E qui c’è il punto dolente delle ultime aste, che non sono andate bene. A fronte di un contingente di potenza offerto nel settembre 2020 di 1300 Megawatt ne sono stati richiesti 430, ossia meno di un terzo. Vedremo se il problema qui erano la lunghezza e la complessità dei procedimenti di autorizzazione o anche l’incertezza dell’esito e della fattibilità sulla singola area. E a questo proposito è stato suggerito di  modificare il sistema delle aste, mettendo a bando -come fatto in alcuni paesi del nord-un pacchetto che comprenda già le autorizzazioni. Ovviamente sarebbe una soluzione da pensare meglio, con tutte le variabili del caso e del progetto.

Questa mattina è emerso più volte il concetto di una proiezione al futuro e di un dinamismo normativo ma anche sociale, con connotati che a me ricordano alcune rappresentazioni futuriste. E futurista è anche in qualche modo la definizione di “turbonorme”, che qualche giorno fa è stata utilizzata nell’ambito del convegno dell’associazione italiana di diritto dell’ambiente,  con riferimento a quelle introdotte dal decreto legge e che mi pare esprima molti dei meccanismi e degli strumenti introdotti.

Si pensi, oltre a quelli fino ad ora ricordati, al potere governativo previsto dall’art. 12, di esercitare poteri sostitutivi, e alla norma generale sul superamento del dissenso di cui all’art. 13 che ha richiamato anche l’avv. De Cesaris, individuandovi – a mio avviso correttamente – una indicazione interpretativa che trascende la singola disposizione.

In particolare i poteri sostitutivi vengono esercitati a livello governativo, da organi individuati o tramite commissari ad acta, con ordinanza motivata in deroga ad ogni disposizione di legge diversa da quella penale, come prevede il comma 5 dell’art. 12. Nel caso in cui la deroga riguardi il patrimonio culturale (oltre che la salute, la sicurezza e l’ambiente) l’ordinanza è adottata previa autorizzazione della cabina di regia PNRR di cui all’art. 2 (in cui siedono il PDCM e i ministri di volta in volta competenti per materia)

Le ordinanze in deroga non sono una novità nell’ordinamento italiano, pensiamo principalmente a quelle di protezione civile. Evocano però scenari di emergenza ed urgenza che sono tumultuosi e che mi pare significativo sottolineare in connessione al PNRR e ad una formidabile volontà dell’ordinamento per la sua realizzazione piena.
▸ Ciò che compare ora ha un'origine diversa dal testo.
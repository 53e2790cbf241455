use liveorder_api::{
    db::{create_orm_conn, create_pool, run_migrations},
    dto::{
        orders::{BuyerInfo, CreateOrderRequest, LineInput, UpdateOrderRequest},
        products::{CreateProductRequest, UpdateProductRequest},
        sessions::{CreateSessionRequest, ToggleClosedRequest},
    },
    entity::users::ActiveModel as UserActive,
    error::AppError,
    middleware::auth::AuthUser,
    routes::params::{OrderListQuery, Pagination, ProductListQuery, SessionListQuery},
    services::{order_service, product_service, session_service, settlement_service},
    shipping::ShippingMethod,
    state::AppState,
};
use sea_orm::ActiveValue::NotSet;
use sea_orm::{ActiveModelTrait, Set};
use uuid::Uuid;

fn buyer(nickname: &str, shipping: &str, phone: Option<&str>) -> BuyerInfo {
    BuyerInfo {
        nickname: nickname.into(),
        shipping: shipping.into(),
        phone: phone.map(Into::into),
        postal_code: None,
        address1: None,
        address2: None,
    }
}

// Integration flow: seller opens a session and catalog -> customer orders
// through the link -> price edit leaves the snapshot alone -> closure and
// sold-out rules -> edit by token -> summary reflects soft deletes.
#[tokio::test]
async fn intake_edit_and_settlement_flow() -> anyhow::Result<()> {
    // Allow skipping when no DB is configured in the environment.
    let database_url = match std::env::var("TEST_DATABASE_URL")
        .or_else(|_| std::env::var("DATABASE_URL"))
    {
        Ok(url) => url,
        Err(_) => {
            eprintln!(
                "Skipping test: set TEST_DATABASE_URL or DATABASE_URL to run integration flow tests."
            );
            return Ok(());
        }
    };

    let state = setup_state(&database_url).await?;
    let admin_id = create_seller(&state).await?;
    let seller = AuthUser {
        user_id: admin_id,
        role: "admin".into(),
    };

    // Open a session with the default shipping config.
    let session = session_service::create_session(
        &state,
        &seller,
        CreateSessionRequest {
            title: "Friday live".into(),
            ship_threshold: None,
            ship_fee_normal: None,
            ship_fee_jeju: None,
        },
    )
    .await?
    .data
    .unwrap();
    assert_eq!(session.ship_threshold, 100_000);
    assert_eq!(session.ship_fee_normal, 3_500);

    let product_a = create_product(&state, &seller, session.id, "Hand cream", 1_000).await?;
    let product_b = create_product(&state, &seller, session.id, "Wool scarf", 2_000).await?;
    assert_eq!(product_a.sort_order, 1);
    assert_eq!(product_b.sort_order, 2);

    let public = session_service::get_session_public(&state, session.id)
        .await?
        .data
        .unwrap();
    assert_eq!(public.products.len(), 2);

    // Customer order: duplicate lines sum, zero-qty lines drop.
    let created = order_service::create_order(
        &state,
        CreateOrderRequest {
            session_id: session.id,
            buyer: buyer("kim", "일반", Some("010-1234-5678")),
            lines: vec![
                LineInput { product_id: product_a.id, qty: 2 },
                LineInput { product_id: product_b.id, qty: 1 },
                LineInput { product_id: product_a.id, qty: 2 },
                LineInput { product_id: product_b.id, qty: 0 },
            ],
        },
    )
    .await?
    .data
    .unwrap();
    let order = created.order;
    assert_eq!(created.lines.len(), 2);
    assert_eq!(order.total_qty, 5);
    assert_eq!(order.total_amount, 6_000);
    assert_eq!(order.shipping, ShippingMethod::Standard);
    assert_eq!(order.edit_token.len(), 32);

    // Below the free-shipping threshold: normal fee applies.
    let view = settlement_service::receipt_by_token(&state, &order.edit_token)
        .await?
        .data
        .unwrap();
    assert_eq!(view.receipt.goods_total, 6_000);
    assert_eq!(view.receipt.shipping_fee, 3_500);
    assert_eq!(view.receipt.final_total, 9_500);

    // A price edit must not touch the persisted snapshot.
    product_service::update_product(
        &state,
        &seller,
        product_a.id,
        UpdateProductRequest {
            name: None,
            price: Some(5_000),
            image_url: None,
            sort_order: None,
        },
    )
    .await?;
    let fetched = order_service::get_order_by_token(&state, &order.edit_token)
        .await?
        .data
        .unwrap();
    let line_a = fetched
        .lines
        .iter()
        .find(|l| l.product_id == product_a.id)
        .expect("line for product A");
    assert_eq!(line_a.unit_price, 1_000);
    assert_eq!(fetched.order.total_amount, 6_000);

    // Closure blocks the customer path but not manual entry.
    session_service::toggle_closed(
        &state,
        &seller,
        session.id,
        ToggleClosedRequest { is_closed: true },
    )
    .await?;
    let err = order_service::create_order(
        &state,
        CreateOrderRequest {
            session_id: session.id,
            buyer: buyer("lee", "일반", Some("010-0000-0000")),
            lines: vec![LineInput { product_id: product_b.id, qty: 1 }],
        },
    )
    .await
    .unwrap_err();
    assert!(matches!(err, AppError::Conflict(_)));

    let manual = order_service::create_manual_order(
        &state,
        &seller,
        CreateOrderRequest {
            session_id: session.id,
            buyer: buyer("walk-in", "", None),
            lines: vec![LineInput { product_id: product_b.id, qty: 1 }],
        },
    )
    .await?
    .data
    .unwrap();
    assert!(manual.order.is_manual);
    assert_eq!(manual.order.shipping, ShippingMethod::Courier);
    assert_eq!(manual.order.total_amount, 2_000);

    // Reopen, then mark product B sold out: it stops being orderable.
    session_service::toggle_closed(
        &state,
        &seller,
        session.id,
        ToggleClosedRequest { is_closed: false },
    )
    .await?;
    product_service::toggle_soldout(&state, &seller, product_b.id).await?;
    let err = order_service::create_order(
        &state,
        CreateOrderRequest {
            session_id: session.id,
            buyer: buyer("park", "일반", Some("010-1111-2222")),
            lines: vec![LineInput { product_id: product_b.id, qty: 1 }],
        },
    )
    .await
    .unwrap_err();
    assert!(matches!(err, AppError::Conflict(_)));

    // A line amount that would overflow is rejected, never wrapped.
    let pricey = create_product(&state, &seller, session.id, "Gold bar", i64::MAX / 2).await?;
    let err = order_service::create_order(
        &state,
        CreateOrderRequest {
            session_id: session.id,
            buyer: buyer("choi", "일반", Some("010-3333-4444")),
            lines: vec![LineInput { product_id: pricey.id, qty: 3 }],
        },
    )
    .await
    .unwrap_err();
    assert!(matches!(err, AppError::InvalidInput(_)));

    // Token edit replaces the line set and re-prices at current prices.
    let edited = order_service::update_order(
        &state,
        &order.edit_token,
        UpdateOrderRequest {
            buyer: buyer("kim", "픽업", Some("010-1234-5678")),
            lines: vec![LineInput { product_id: product_a.id, qty: 1 }],
        },
    )
    .await?
    .data
    .unwrap();
    assert_eq!(edited.lines.len(), 1);
    assert_eq!(edited.lines[0].unit_price, 5_000);
    assert_eq!(edited.order.total_amount, 5_000);
    assert_eq!(edited.order.shipping, ShippingMethod::Pickup);

    // Pickup never pays a shipping fee.
    let view = settlement_service::receipt_by_token(&state, &order.edit_token)
        .await?
        .data
        .unwrap();
    assert_eq!(view.receipt.shipping_fee, 0);
    assert_eq!(view.receipt.final_total, 5_000);

    // Paid is a nullable-timestamp toggle.
    let paid = order_service::toggle_paid(&state, &seller, order.id)
        .await?
        .data
        .unwrap();
    assert!(paid.paid_at.is_some());
    let unpaid = order_service::toggle_paid(&state, &seller, order.id)
        .await?
        .data
        .unwrap();
    assert!(unpaid.paid_at.is_none());

    // Summary counts both live orders, sorted by revenue; the unsold
    // product still gets a zero row at the bottom.
    let summary = settlement_service::session_summary(&state, &seller, session.id)
        .await?
        .data
        .unwrap();
    assert_eq!(summary.rows.len(), 3);
    assert_eq!(summary.rows[0].product_id, product_a.id);
    assert_eq!(summary.rows[0].sold_qty, 1);
    assert_eq!(summary.rows[0].revenue, 5_000);
    assert_eq!(summary.rows[1].revenue, 2_000);
    assert_eq!(summary.rows[2].product_id, pricey.id);
    assert_eq!(summary.rows[2].sold_qty, 0);

    // Soft-deleting the manual order removes it from revenue but keeps
    // the product row in the report.
    order_service::delete_order(&state, &seller, manual.order.id).await?;
    let summary = settlement_service::session_summary(&state, &seller, session.id)
        .await?
        .data
        .unwrap();
    let row_b = summary
        .rows
        .iter()
        .find(|r| r.product_id == product_b.id)
        .expect("product B row");
    assert_eq!(row_b.sold_qty, 0);
    assert_eq!(row_b.revenue, 0);

    let count = session_service::order_count(&state, &seller, session.id)
        .await?
        .data
        .unwrap();
    assert_eq!(count.count, 1);

    // The deleted order stays readable through its token but rejects
    // edits.
    let fetched = order_service::get_order_by_token(&state, &manual.order.edit_token)
        .await?
        .data
        .unwrap();
    assert!(fetched.order.deleted_at.is_some());
    let err = order_service::update_order(
        &state,
        &manual.order.edit_token,
        UpdateOrderRequest {
            buyer: buyer("walk-in", "택배", Some("010-9999-0000")),
            lines: vec![LineInput { product_id: product_a.id, qty: 1 }],
        },
    )
    .await
    .unwrap_err();
    assert!(matches!(err, AppError::Conflict(_)));

    // Deleted orders leave the default admin list and come back only on
    // explicit request.
    let visible = order_service::list_session_orders(
        &state,
        &seller,
        session.id,
        OrderListQuery {
            pagination: Pagination { page: None, per_page: None },
            include_deleted: None,
        },
    )
    .await?
    .data
    .unwrap();
    assert_eq!(visible.items.len(), 1);
    let all = order_service::list_session_orders(
        &state,
        &seller,
        session.id,
        OrderListQuery {
            pagination: Pagination { page: None, per_page: None },
            include_deleted: Some(true),
        },
    )
    .await?
    .data
    .unwrap();
    assert_eq!(all.items.len(), 2);
    assert!(all.items.iter().any(|o| o.deleted_at.is_some()));

    // Unknown session ids are a 404 on every admin lookup.
    let err = product_service::list_products(
        &state,
        &seller,
        Uuid::new_v4(),
        ProductListQuery { include_deleted: None },
    )
    .await
    .unwrap_err();
    assert!(matches!(err, AppError::NotFound));
    let err = session_service::order_count(&state, &seller, Uuid::new_v4())
        .await
        .unwrap_err();
    assert!(matches!(err, AppError::NotFound));

    // Deleting the session hides the public page; the buyer's receipt
    // stays reachable by token.
    session_service::delete_session(&state, &seller, session.id).await?;
    let err = session_service::get_session_public(&state, session.id)
        .await
        .unwrap_err();
    assert!(matches!(err, AppError::NotFound));
    let view = settlement_service::receipt_by_token(&state, &order.edit_token).await?;
    assert!(view.data.is_some());

    // Same opt-in for sessions: hidden by default, listed on request.
    let visible = session_service::list_sessions(
        &state,
        &seller,
        SessionListQuery {
            pagination: Pagination { page: None, per_page: None },
            include_deleted: None,
        },
    )
    .await?
    .data
    .unwrap();
    assert!(visible.items.iter().all(|s| s.id != session.id));
    let all = session_service::list_sessions(
        &state,
        &seller,
        SessionListQuery {
            pagination: Pagination { page: None, per_page: None },
            include_deleted: Some(true),
        },
    )
    .await?
    .data
    .unwrap();
    assert!(
        all.items
            .iter()
            .any(|s| s.id == session.id && s.deleted_at.is_some())
    );

    // Non-admin callers are rejected from the console.
    let visitor = AuthUser {
        user_id: Uuid::new_v4(),
        role: "user".into(),
    };
    let err = settlement_service::session_summary(&state, &visitor, session.id)
        .await
        .unwrap_err();
    assert!(matches!(err, AppError::Forbidden));

    Ok(())
}

async fn setup_state(database_url: &str) -> anyhow::Result<AppState> {
    let pool = create_pool(database_url).await?;
    run_migrations(&pool).await?;

    // Clean tables between runs
    sqlx::query(
        "TRUNCATE TABLE order_lines, orders, session_notices, products, sessions, audit_logs, users RESTART IDENTITY CASCADE",
    )
    .execute(&pool)
    .await?;

    let orm = create_orm_conn(database_url).await?;
    Ok(AppState { pool, orm })
}

async fn create_seller(state: &AppState) -> anyhow::Result<Uuid> {
    let user = UserActive {
        id: Set(Uuid::new_v4()),
        email: Set("seller@example.com".into()),
        password_hash: Set("dummy".into()),
        role: Set("admin".into()),
        created_at: NotSet,
    }
    .insert(&state.orm)
    .await?;

    Ok(user.id)
}

async fn create_product(
    state: &AppState,
    seller: &AuthUser,
    session_id: Uuid,
    name: &str,
    price: i64,
) -> anyhow::Result<liveorder_api::models::Product> {
    let product = product_service::create_product(
        state,
        seller,
        CreateProductRequest {
            session_id,
            name: name.into(),
            price,
            image_url: None,
        },
    )
    .await?
    .data
    .unwrap();
    Ok(product)
}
Mi avvio alla conclusione e torno alla domanda iniziale sul contemperamento degli interessi. In questo caso il legislatore ha spostato il punto di equilibrio verso l’attuazione e la realizzazione dei progetti.

Comporta questo una netta diminuzione della tutela degli interessi differenziati?

O è piuttosto il segno di un cambio di passo, verso una integrazione degli interessi?  È questa integrazione possibile?

A questo proposito si può ricordare quanto è stato detto in relazione alla connessione tra il contrasto al cambiamento climatico e la tutela del paesaggio. Esse sono reciprocamente funzionali, in maniera non tanto evidente nel sistema delle tutele previsto dal legislatore (anche se la considerazione unitaria dell’ambiente e del paesaggio affermata in più occasioni dalla Corte costituzionale e che emerge anche nelle valutazioni ambientali vanno in questa direzione) quanto nella sostanza dei fenomeni naturali.

Qui però mi fermo, perché al di là delle intenzioni del legislatore, sarà poi – come sempre- di fronte alla fase applicativa e alle scelte concrete che dovremmo chiederci se l’auspicato equilibrio è stato realizzato.

Elena Buoso

* Il testo riprende e sviluppa l’intervento tenuto al Convegno del 9 luglio 2021, organizzato dall’Associazione Veneta Avvocati Amministrativisti dal titolo “Le sfide del piano Nazionale di ripresa e resilienza (PNRR)”.